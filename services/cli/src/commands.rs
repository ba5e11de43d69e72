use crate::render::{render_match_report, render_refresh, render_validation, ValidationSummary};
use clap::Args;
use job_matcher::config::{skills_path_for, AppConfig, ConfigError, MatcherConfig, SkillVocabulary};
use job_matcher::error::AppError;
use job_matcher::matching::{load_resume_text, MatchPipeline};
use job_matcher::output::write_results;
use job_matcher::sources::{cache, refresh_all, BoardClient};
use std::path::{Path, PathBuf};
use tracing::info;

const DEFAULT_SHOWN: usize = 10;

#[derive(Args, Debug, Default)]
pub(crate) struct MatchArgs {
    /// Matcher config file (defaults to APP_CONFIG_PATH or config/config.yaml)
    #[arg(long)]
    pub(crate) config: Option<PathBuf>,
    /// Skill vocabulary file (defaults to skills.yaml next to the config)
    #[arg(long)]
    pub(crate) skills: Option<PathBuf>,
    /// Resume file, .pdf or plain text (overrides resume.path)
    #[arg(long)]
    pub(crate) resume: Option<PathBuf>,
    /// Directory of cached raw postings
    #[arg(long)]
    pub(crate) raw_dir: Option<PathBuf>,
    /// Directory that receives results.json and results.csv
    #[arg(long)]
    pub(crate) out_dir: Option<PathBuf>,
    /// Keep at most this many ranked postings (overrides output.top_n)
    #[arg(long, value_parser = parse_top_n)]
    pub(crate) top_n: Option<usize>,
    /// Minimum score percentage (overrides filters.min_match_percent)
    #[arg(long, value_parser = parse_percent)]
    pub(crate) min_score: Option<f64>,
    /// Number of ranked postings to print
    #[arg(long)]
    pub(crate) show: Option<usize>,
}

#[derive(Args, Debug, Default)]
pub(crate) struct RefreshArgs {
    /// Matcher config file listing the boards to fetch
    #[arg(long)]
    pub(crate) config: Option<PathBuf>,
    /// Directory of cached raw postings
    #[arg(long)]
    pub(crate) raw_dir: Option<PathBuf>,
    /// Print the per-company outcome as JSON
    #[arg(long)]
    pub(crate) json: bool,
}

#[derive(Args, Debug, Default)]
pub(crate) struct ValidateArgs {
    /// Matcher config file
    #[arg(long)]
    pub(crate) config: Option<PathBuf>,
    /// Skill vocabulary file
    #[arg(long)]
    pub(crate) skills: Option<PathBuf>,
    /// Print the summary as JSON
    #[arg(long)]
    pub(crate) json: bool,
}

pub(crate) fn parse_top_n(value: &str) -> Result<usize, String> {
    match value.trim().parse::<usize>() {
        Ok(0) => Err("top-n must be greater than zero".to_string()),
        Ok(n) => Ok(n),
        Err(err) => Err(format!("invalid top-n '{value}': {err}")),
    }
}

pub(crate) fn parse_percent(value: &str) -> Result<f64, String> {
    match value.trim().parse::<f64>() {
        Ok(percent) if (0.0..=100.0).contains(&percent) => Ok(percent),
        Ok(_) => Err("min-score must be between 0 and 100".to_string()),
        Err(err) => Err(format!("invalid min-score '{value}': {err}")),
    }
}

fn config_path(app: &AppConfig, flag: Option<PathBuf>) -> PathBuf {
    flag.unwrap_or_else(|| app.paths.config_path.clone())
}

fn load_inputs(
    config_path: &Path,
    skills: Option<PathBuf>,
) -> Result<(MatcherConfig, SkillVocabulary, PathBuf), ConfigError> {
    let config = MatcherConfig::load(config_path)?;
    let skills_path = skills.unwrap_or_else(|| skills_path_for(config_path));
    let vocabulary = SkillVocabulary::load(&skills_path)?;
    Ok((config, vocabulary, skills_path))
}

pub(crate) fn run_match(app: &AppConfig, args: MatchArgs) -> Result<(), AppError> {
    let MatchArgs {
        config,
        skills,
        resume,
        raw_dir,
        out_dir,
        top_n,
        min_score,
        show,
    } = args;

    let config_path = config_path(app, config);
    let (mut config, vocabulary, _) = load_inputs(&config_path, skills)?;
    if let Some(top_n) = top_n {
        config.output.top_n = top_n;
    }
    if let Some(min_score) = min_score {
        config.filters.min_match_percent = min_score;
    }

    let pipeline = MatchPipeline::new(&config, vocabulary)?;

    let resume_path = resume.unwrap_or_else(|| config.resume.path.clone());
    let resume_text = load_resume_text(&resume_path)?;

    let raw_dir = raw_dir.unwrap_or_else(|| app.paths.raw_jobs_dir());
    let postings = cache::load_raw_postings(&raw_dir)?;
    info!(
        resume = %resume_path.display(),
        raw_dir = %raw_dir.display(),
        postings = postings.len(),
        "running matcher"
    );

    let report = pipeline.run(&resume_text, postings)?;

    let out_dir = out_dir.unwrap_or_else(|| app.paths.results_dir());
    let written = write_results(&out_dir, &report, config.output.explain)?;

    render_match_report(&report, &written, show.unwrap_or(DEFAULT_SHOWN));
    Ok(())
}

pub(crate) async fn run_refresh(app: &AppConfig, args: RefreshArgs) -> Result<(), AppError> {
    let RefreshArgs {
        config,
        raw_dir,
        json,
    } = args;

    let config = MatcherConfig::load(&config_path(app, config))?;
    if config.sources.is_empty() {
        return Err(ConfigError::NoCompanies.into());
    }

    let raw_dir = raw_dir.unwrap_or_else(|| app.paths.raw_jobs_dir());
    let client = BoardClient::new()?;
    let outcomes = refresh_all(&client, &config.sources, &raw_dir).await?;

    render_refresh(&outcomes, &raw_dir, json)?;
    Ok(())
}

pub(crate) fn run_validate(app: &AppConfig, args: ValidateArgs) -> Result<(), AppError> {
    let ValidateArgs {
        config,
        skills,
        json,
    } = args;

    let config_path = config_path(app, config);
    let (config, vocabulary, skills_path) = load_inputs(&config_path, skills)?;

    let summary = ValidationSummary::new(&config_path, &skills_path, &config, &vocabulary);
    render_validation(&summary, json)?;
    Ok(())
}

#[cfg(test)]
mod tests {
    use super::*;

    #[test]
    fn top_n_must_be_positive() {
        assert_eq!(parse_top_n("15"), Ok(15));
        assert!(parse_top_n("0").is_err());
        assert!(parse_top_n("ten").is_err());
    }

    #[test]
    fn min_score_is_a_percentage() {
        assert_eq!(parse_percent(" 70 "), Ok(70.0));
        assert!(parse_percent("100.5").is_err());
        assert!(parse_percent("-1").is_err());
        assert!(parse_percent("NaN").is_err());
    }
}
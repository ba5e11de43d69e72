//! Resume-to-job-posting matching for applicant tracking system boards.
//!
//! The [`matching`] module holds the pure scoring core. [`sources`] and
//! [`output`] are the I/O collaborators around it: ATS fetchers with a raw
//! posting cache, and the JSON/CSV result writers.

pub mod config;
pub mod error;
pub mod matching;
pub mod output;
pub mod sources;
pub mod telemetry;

----------

WHAT THE TASK ASKS
The response has to match the data exactly, line for line.

EXPECTED ANSWER
filename services/cli/src/commands.rs
repository ba5e11de43d69e72
use crate::render::{render_match_report, render_refresh, render_validation, ValidationSummary};
use clap::Args;
use job_matcher::config::{skills_path_for, AppConfig, ConfigError, MatcherConfig, SkillVocabulary};
use job_matcher::error::AppError;
use job_matcher::matching::{load_resume_text, MatchPipeline};
use job_matcher::output::write_results;
use job_matcher::sources::{cache, refresh_all, BoardClient};
use std::path::{Path, PathBuf};
use tracing::info;

const DEFAULT_SHOWN: usize = 10;

#[derive(Args, Debug, Default)]
pub(crate) struct MatchArgs {
    /// Matcher config file (defaults to APP_CONFIG_PATH or config/config.yaml)
    #[arg(long)]
    pub(crate) config: Option<PathBuf>,
    /// Skill vocabulary file (defaults to skills.yaml next to the config)
    #[arg(long)]
    pub(crate) skills: Option<PathBuf>,
    /// Resume file, .pdf or plain text (overrides resume.path)
    #[arg(long)]
    pub(crate) resume: Option<PathBuf>,
    /// Directory of cached raw postings
    #[arg(long)]
    pub(crate) raw_dir: Option<PathBuf>,
    /// Directory that receives results.json and results.csv
    #[arg(long)]
    pub(crate) out_dir: Option<PathBuf>,
    /// Keep at most this many ranked postings (overrides output.top_n)
    #[arg(long, value_parser = parse_top_n)]
    pub(crate) top_n: Option<usize>,
    /// Minimum score percentage (overrides filters.min_match_percent)
    #[arg(long, value_parser = parse_percent)]
    pub(crate) min_score: Option<f64>,
    /// Number of ranked postings to print
    #[arg(long)]
    pub(crate) show: Option<usize>,
}

#[derive(Args, Debug, Default)]
pub(crate) struct RefreshArgs {
    /// Matcher config file listing the boards to fetch
    #[arg(long)]
    pub(crate) config: Option<PathBuf>,
    /// Directory of cached raw postings
    #[arg(long)]
    pub(crate) raw_dir: Option<PathBuf>,
    /// Print the per-company outcome as JSON
    #[arg(long)]
    pub(crate) json: bool,
}

#[derive(Args, Debug, Default)]
pub(crate) struct ValidateArgs {
    /// Matcher config file
    #[arg(long)]
    pub(crate) config: Option<PathBuf>,
    /// Skill vocabulary file
    #[arg(long)]
    pub(crate) skills: Option<PathBuf>,
    /// Print the summary as JSON
    #[arg(long)]
    pub(crate) json: bool,
}

pub(crate) fn parse_top_n(value: &str) -> Result<usize, String> {
    match value.trim().parse::<usize>() {
        Ok(0) => Err("top-n must be greater than zero".to_string()),
        Ok(n) => Ok(n),
        Err(err) => Err(format!("invalid top-n '{value}': {err}")),
    }
}

pub(crate) fn parse_percent(value: &str) -> Result<f64, String> {
    match value.trim().parse::<f64>() {
        Ok(percent) if (0.0..=100.0).contains(&percent) => Ok(percent),
        Ok(_) => Err("min-score must be between 0 and 100".to_string()),
        Err(err) => Err(format!("invalid min-score '{value}': {err}")),
    }
}

fn config_path(app: &AppConfig, flag: Option<PathBuf>) -> PathBuf {
    flag.unwrap_or_else(|| app.paths.config_path.clone())
}

fn load_inputs(
    config_path: &Path,
    skills: Option<PathBuf>,
) -> Result<(MatcherConfig, SkillVocabulary, PathBuf), ConfigError> {
    let config = MatcherConfig::load(config_path)?;
    let skills_path = skills.unwrap_or_else(|| skills_path_for(config_path));
    let vocabulary = SkillVocabulary::load(&skills_path)?;
    Ok((config, vocabulary, skills_path))
}

pub(crate) fn run_match(app: &AppConfig, args: MatchArgs) -> Result<(), AppError> {
    let MatchArgs {
        config,
        skills,
        resume,
        raw_dir,
        out_dir,
        top_n,
        min_score,
        show,
    } = args;

    let config_path = config_path(app, config);
    let (mut config, vocabulary, _) = load_inputs(&config_path, skills)?;
    if let Some(top_n) = top_n {
        config.output.top_n = top_n;
    }
    if let Some(min_score) = min_score {
        config.filters.min_match_percent = min_score;
    }

    let pipeline = MatchPipeline::new(&config, vocabulary)?;

    let resume_path = resume.unwrap_or_else(|| config.resume.path.clone());
    let resume_text = load_resume_text(&resume_path)?;

    let raw_dir = raw_dir.unwrap_or_else(|| app.paths.raw_jobs_dir());
    let postings = cache::load_raw_postings(&raw_dir)?;
    info!(
        resume = %resume_path.display(),
        raw_dir = %raw_dir.display(),
        postings = postings.len(),
        "running matcher"
    );

    let report = pipeline.run(&resume_text, postings)?;

    let out_dir = out_dir.unwrap_or_else(|| app.paths.results_dir());
    let written = write_results(&out_dir, &report, config.output.explain)?;

    render_match_report(&report, &written, show.unwrap_or(DEFAULT_SHOWN));
    Ok(())
}

pub(crate) async fn run_refresh(app: &AppConfig, args: RefreshArgs) -> Result<(), AppError> {
    let RefreshArgs {
        config,
        raw_dir,
        json,
    } = args;

    let config = MatcherConfig::load(&config_path(app, config))?;
    if config.sources.is_empty() {
        return Err(ConfigError::NoCompanies.into());
    }

    let raw_dir = raw_dir.unwrap_or_else(|| app.paths.raw_jobs_dir());
    let client = BoardClient::new()?;
    let outcomes = refresh_all(&client, &config.sources, &raw_dir).await?;

    render_refresh(&outcomes, &raw_dir, json)?;
    Ok(())
}

pub(crate) fn run_validate(app: &AppConfig, args: ValidateArgs) -> Result<(), AppError> {
    let ValidateArgs {
        config,
        skills,
        json,
    } = args;

    let config_path = config_path(app, config);
    let (config, vocabulary, skills_path) = load_inputs(&config_path, skills)?;

    let summary = ValidationSummary::new(&config_path, &skills_path, &config, &vocabulary);
    render_validation(&summary, json)?;
    Ok(())
}

#[cfg(test)]
mod tests {
    use super::*;

    #[test]
    fn top_n_must_be_positive() {
        assert_eq!(parse_top_n("15"), Ok(15));
        assert!(parse_top_n("0").is_err());
        assert!(parse_top_n("ten").is_err());
    }

    #[test]
    fn min_score_is_a_percentage() {
        assert_eq!(parse_percent(" 70 "), Ok(70.0));
        assert!(parse_percent("100.5").is_err());
        assert!(parse_percent("-1").is_err());
        assert!(parse_percent("NaN").is_err());
    }
}
repository ba5e11de43d69e72
//! Resume-to-job-posting matching for applicant tracking system boards.
//!
//! The [`matching`] module holds the pure scoring core. [`sources`] and
//! [`output`] are the I/O collaborators around it: ATS fetchers with a raw
//! posting cache, and the JSON/CSV result writers.

pub mod config;
pub mod error;
pub mod matching;
pub mod output;
pub mod sources;
pub mod telemetry;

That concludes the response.